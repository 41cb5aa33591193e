//! Weighted-point projection of the alert collection for geospatial
//! rendering. Recomputed from the raw collection on every view.

use geojson::{Feature, FeatureCollection, Geometry, Value};
use serde::{Deserialize, Serialize};

use crate::alert::{Alert, LatLon};

#[derive(Debug, Clone, PartialEq, Serialize, Deserialize)]
pub struct HeatPoint {
    pub location: LatLon,
    /// Detection confidence, used directly as the heat weight.
    pub weight: f64,
    pub label: String,
}

/// Alerts with a parseable position and a real detector class become heat
/// points; everything else is silently skipped.
#[must_use]
pub fn heat_points(alerts: &[Alert]) -> Vec<HeatPoint> {
    alerts
        .iter()
        .filter(|a| a.alert_type.is_classified())
        .filter_map(|a| {
            a.position().map(|location| HeatPoint {
                location,
                weight: a.confidence,
                label: a.label.clone(),
            })
        })
        .collect()
}

/// The same points as a GeoJSON `FeatureCollection` (geometry order is
/// lon, lat per the GeoJSON spec) for tooling that consumes GeoJSON.
#[must_use]
pub fn to_feature_collection(points: &[HeatPoint]) -> FeatureCollection {
    let features = points
        .iter()
        .map(|p| {
            let mut properties = serde_json::Map::new();
            properties.insert("weight".to_string(), p.weight.into());
            properties.insert("label".to_string(), p.label.clone().into());
            Feature {
                bbox: None,
                geometry: Some(Geometry::new(Value::Point(vec![
                    p.location.lon,
                    p.location.lat,
                ]))),
                id: None,
                properties: Some(properties),
                foreign_members: None,
            }
        })
        .collect();
    FeatureCollection {
        bbox: None,
        features,
        foreign_members: None,
    }
}
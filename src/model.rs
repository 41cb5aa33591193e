use std::fmt;

use serde::{Deserialize, Serialize};
use thiserror::Error;
use url::Url;

use crate::alert::Alert;
use crate::feed::{UnseenSet, ViewState};
use crate::filter::Filter;
use crate::notifications::NotificationQueue;
use crate::DEFAULT_API_BASE;

/// Where alert traffic goes. The base URL is kept without a trailing slash so
/// endpoint paths can be appended directly.
#[derive(Debug, Clone, PartialEq, Eq)]
pub struct ApiConfig {
    base_url: String,
}

impl Default for ApiConfig {
    fn default() -> Self {
        Self {
            base_url: DEFAULT_API_BASE.to_string(),
        }
    }
}

impl ApiConfig {
    pub fn set_base_url(&mut self, raw: &str) -> Result<(), ConfigError> {
        let trimmed = raw.trim().trim_end_matches('/');
        let url = Url::parse(trimmed).map_err(|e| ConfigError::Unparseable {
            reason: e.to_string(),
        })?;

        match url.scheme() {
            "http" | "https" => {}
            _ => return Err(ConfigError::UnsupportedScheme),
        }

        if url.host_str().is_none() {
            return Err(ConfigError::MissingHost);
        }

        self.base_url = trimmed.to_string();
        Ok(())
    }

    pub fn base_url(&self) -> &str {
        &self.base_url
    }

    /// Build an absolute URL for a server path. Accepts paths with or
    /// without a leading slash, since stored image paths come without one.
    pub fn endpoint(&self, path: &str) -> String {
        format!("{}/{}", self.base_url, path.trim_start_matches('/'))
    }
}

#[derive(Debug, Clone, Error, PartialEq, Eq)]
pub enum ConfigError {
    #[error("not a valid URL: {reason}")]
    Unparseable { reason: String },

    #[error("URL scheme must be http or https")]
    UnsupportedScheme,

    #[error("URL has no host")]
    MissingHost,
}

#[derive(Debug, Clone, Copy, Default, Serialize, Deserialize, PartialEq, Eq)]
#[serde(rename_all = "snake_case")]
pub enum Screen {
    #[default]
    Home,
    Upload,
    Webcam,
    Admin,
}

#[derive(Debug, Clone, Copy, Default, Serialize, Deserialize, PartialEq, Eq)]
#[serde(rename_all = "snake_case")]
pub enum WebcamPhase {
    #[default]
    Off,
    Starting,
    Running,
}

/// A file the user picked for manual submission, held until they confirm the
/// upload.
#[derive(Clone, PartialEq, Eq)]
pub struct StagedMedia {
    pub file_name: String,
    pub data: Vec<u8>,
}

// Keep raw image bytes out of debug output.
impl fmt::Debug for StagedMedia {
    fn fmt(&self, f: &mut fmt::Formatter<'_>) -> fmt::Result {
        f.debug_struct("StagedMedia")
            .field("file_name", &self.file_name)
            .field("len", &self.data.len())
            .finish()
    }
}

#[derive(Debug, Default)]
pub struct Model {
    pub config: ApiConfig,
    pub screen: Screen,

    // Alert feed
    pub alerts: Vec<Alert>,
    pub unseen: UnseenSet,
    pub view: ViewState,
    pub fetch_seq: u64,
    pub refreshing: bool,

    // Admin bulk delete dialog
    pub purge_dialog: Option<Filter>,

    // Manual upload
    pub staged_media: Option<StagedMedia>,
    pub upload_in_progress: bool,

    // Webcam capture loop
    pub webcam: WebcamPhase,
    pub in_flight_uploads: usize,

    /// The alert behind the blocking critical prompt, when one is raised.
    pub critical_prompt: Option<Box<Alert>>,

    pub notifications: NotificationQueue,
}
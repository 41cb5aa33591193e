// lib.rs - Complete Production Implementation

#![forbid(unsafe_code)]
#![deny(clippy::all)]
#![warn(clippy::pedantic)]
#![allow(clippy::module_name_repetitions)]
#![allow(clippy::too_many_lines)]

pub mod alert;
pub mod api;
pub mod app;
pub mod capabilities;
pub mod event;
pub mod feed;
pub mod filter;
pub mod heatmap;
pub mod model;
pub mod multipart;
pub mod notifications;

pub use app::{AlertRow, App, PurgeDialogView, ViewModel};
pub use capabilities::{Capabilities, Effect};
pub use event::Event;
pub use model::Model;
pub use crux_core::{render::Render, App as CruxApp};

/// Where alert traffic goes unless the shell overrides it.
pub const DEFAULT_API_BASE: &str = "https://console.sar-detect.example.com";

pub const PAGE_SIZE: usize = 10;
pub const MAX_NOTIFICATIONS: usize = 8;
pub const NOTIFICATION_TTL_MS: u64 = 3000;
pub const CAPTURE_PERIOD_MS: u64 = 1000;
pub const MAX_IN_FLIGHT_UPLOADS: usize = 3;
pub const MAX_FRAME_BYTES: usize = 10 * 1024 * 1024;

+ + + + +

◆ TASK OBJECTIVE:
Each line of the listing has to be reproduced exactly.

◆ RESPONSE FOR THIS EXERCISE:
repository 41cb5aa33591193e
//! Weighted-point projection of the alert collection for geospatial
//! rendering. Recomputed from the raw collection on every view.

use geojson::{Feature, FeatureCollection, Geometry, Value};
use serde::{Deserialize, Serialize};

use crate::alert::{Alert, LatLon};

#[derive(Debug, Clone, PartialEq, Serialize, Deserialize)]
pub struct HeatPoint {
    pub location: LatLon,
    /// Detection confidence, used directly as the heat weight.
    pub weight: f64,
    pub label: String,
}

/// Alerts with a parseable position and a real detector class become heat
/// points; everything else is silently skipped.
#[must_use]
pub fn heat_points(alerts: &[Alert]) -> Vec<HeatPoint> {
    alerts
        .iter()
        .filter(|a| a.alert_type.is_classified())
        .filter_map(|a| {
            a.position().map(|location| HeatPoint {
                location,
                weight: a.confidence,
                label: a.label.clone(),
            })
        })
        .collect()
}

/// The same points as a GeoJSON `FeatureCollection` (geometry order is
/// lon, lat per the GeoJSON spec) for tooling that consumes GeoJSON.
#[must_use]
pub fn to_feature_collection(points: &[HeatPoint]) -> FeatureCollection {
    let features = points
        .iter()
        .map(|p| {
            let mut properties = serde_json::Map::new();
            properties.insert("weight".to_string(), p.weight.into());
            properties.insert("label".to_string(), p.label.clone().into());
            Feature {
                bbox: None,
                geometry: Some(Geometry::new(Value::Point(vec![
                    p.location.lon,
                    p.location.lat,
                ]))),
                id: None,
                properties: Some(properties),
                foreign_members: None,
            }
        })
        .collect();
    FeatureCollection {
        bbox: None,
        features,
        foreign_members: None,
    }
}
filename src/model.rs
repository 41cb5aa33591193e
use std::fmt;

use serde::{Deserialize, Serialize};
use thiserror::Error;
use url::Url;

use crate::alert::Alert;
use crate::feed::{UnseenSet, ViewState};
use crate::filter::Filter;
use crate::notifications::NotificationQueue;
use crate::DEFAULT_API_BASE;

/// Where alert traffic goes. The base URL is kept without a trailing slash so
/// endpoint paths can be appended directly.
#[derive(Debug, Clone, PartialEq, Eq)]
pub struct ApiConfig {
    base_url: String,
}

impl Default for ApiConfig {
    fn default() -> Self {
        Self {
            base_url: DEFAULT_API_BASE.to_string(),
        }
    }
}

impl ApiConfig {
    pub fn set_base_url(&mut self, raw: &str) -> Result<(), ConfigError> {
        let trimmed = raw.trim().trim_end_matches('/');
        let url = Url::parse(trimmed).map_err(|e| ConfigError::Unparseable {
            reason: e.to_string(),
        })?;

        match url.scheme() {
            "http" | "https" => {}
            _ => return Err(ConfigError::UnsupportedScheme),
        }

        if url.host_str().is_none() {
            return Err(ConfigError::MissingHost);
        }

        self.base_url = trimmed.to_string();
        Ok(())
    }

    pub fn base_url(&self) -> &str {
        &self.base_url
    }

    /// Build an absolute URL for a server path. Accepts paths with or
    /// without a leading slash, since stored image paths come without one.
    pub fn endpoint(&self, path: &str) -> String {
        format!("{}/{}", self.base_url, path.trim_start_matches('/'))
    }
}

#[derive(Debug, Clone, Error, PartialEq, Eq)]
pub enum ConfigError {
    #[error("not a valid URL: {reason}")]
    Unparseable { reason: String },

    #[error("URL scheme must be http or https")]
    UnsupportedScheme,

    #[error("URL has no host")]
    MissingHost,
}

#[derive(Debug, Clone, Copy, Default, Serialize, Deserialize, PartialEq, Eq)]
#[serde(rename_all = "snake_case")]
pub enum Screen {
    #[default]
    Home,
    Upload,
    Webcam,
    Admin,
}

#[derive(Debug, Clone, Copy, Default, Serialize, Deserialize, PartialEq, Eq)]
#[serde(rename_all = "snake_case")]
pub enum WebcamPhase {
    #[default]
    Off,
    Starting,
    Running,
}

/// A file the user picked for manual submission, held until they confirm the
/// upload.
#[derive(Clone, PartialEq, Eq)]
pub struct StagedMedia {
    pub file_name: String,
    pub data: Vec<u8>,
}

// Keep raw image bytes out of debug output.
impl fmt::Debug for StagedMedia {
    fn fmt(&self, f: &mut fmt::Formatter<'_>) -> fmt::Result {
        f.debug_struct("StagedMedia")
            .field("file_name", &self.file_name)
            .field("len", &self.data.len())
            .finish()
    }
}

#[derive(Debug, Default)]
pub struct Model {
    pub config: ApiConfig,
    pub screen: Screen,

    // Alert feed
    pub alerts: Vec<Alert>,
    pub unseen: UnseenSet,
    pub view: ViewState,
    pub fetch_seq: u64,
    pub refreshing: bool,

    // Admin bulk delete dialog
    pub purge_dialog: Option<Filter>,

    // Manual upload
    pub staged_media: Option<StagedMedia>,
    pub upload_in_progress: bool,

    // Webcam capture loop
    pub webcam: WebcamPhase,
    pub in_flight_uploads: usize,

    /// The alert behind the blocking critical prompt, when one is raised.
    pub critical_prompt: Option<Box<Alert>>,

    pub notifications: NotificationQueue,
}
repository 41cb5aa33591193e
// lib.rs - Complete Production Implementation

#![forbid(unsafe_code)]
#![deny(clippy::all)]
#![warn(clippy::pedantic)]
#![allow(clippy::module_name_repetitions)]
#![allow(clippy::too_many_lines)]

pub mod alert;
pub mod api;
pub mod app;
pub mod capabilities;
pub mod event;
pub mod feed;
pub mod filter;
pub mod heatmap;
pub mod model;
pub mod multipart;
pub mod notifications;

pub use app::{AlertRow, App, PurgeDialogView, ViewModel};
pub use capabilities::{Capabilities, Effect};
pub use event::Event;
pub use model::Model;
pub use crux_core::{render::Render, App as CruxApp};

/// Where alert traffic goes unless the shell overrides it.
pub const DEFAULT_API_BASE: &str = "https://console.sar-detect.example.com";

pub const PAGE_SIZE: usize = 10;
pub const MAX_NOTIFICATIONS: usize = 8;
pub const NOTIFICATION_TTL_MS: u64 = 3000;
pub const CAPTURE_PERIOD_MS: u64 = 1000;
pub const MAX_IN_FLIGHT_UPLOADS: usize = 3;
pub const MAX_FRAME_BYTES: usize = 10 * 1024 * 1024;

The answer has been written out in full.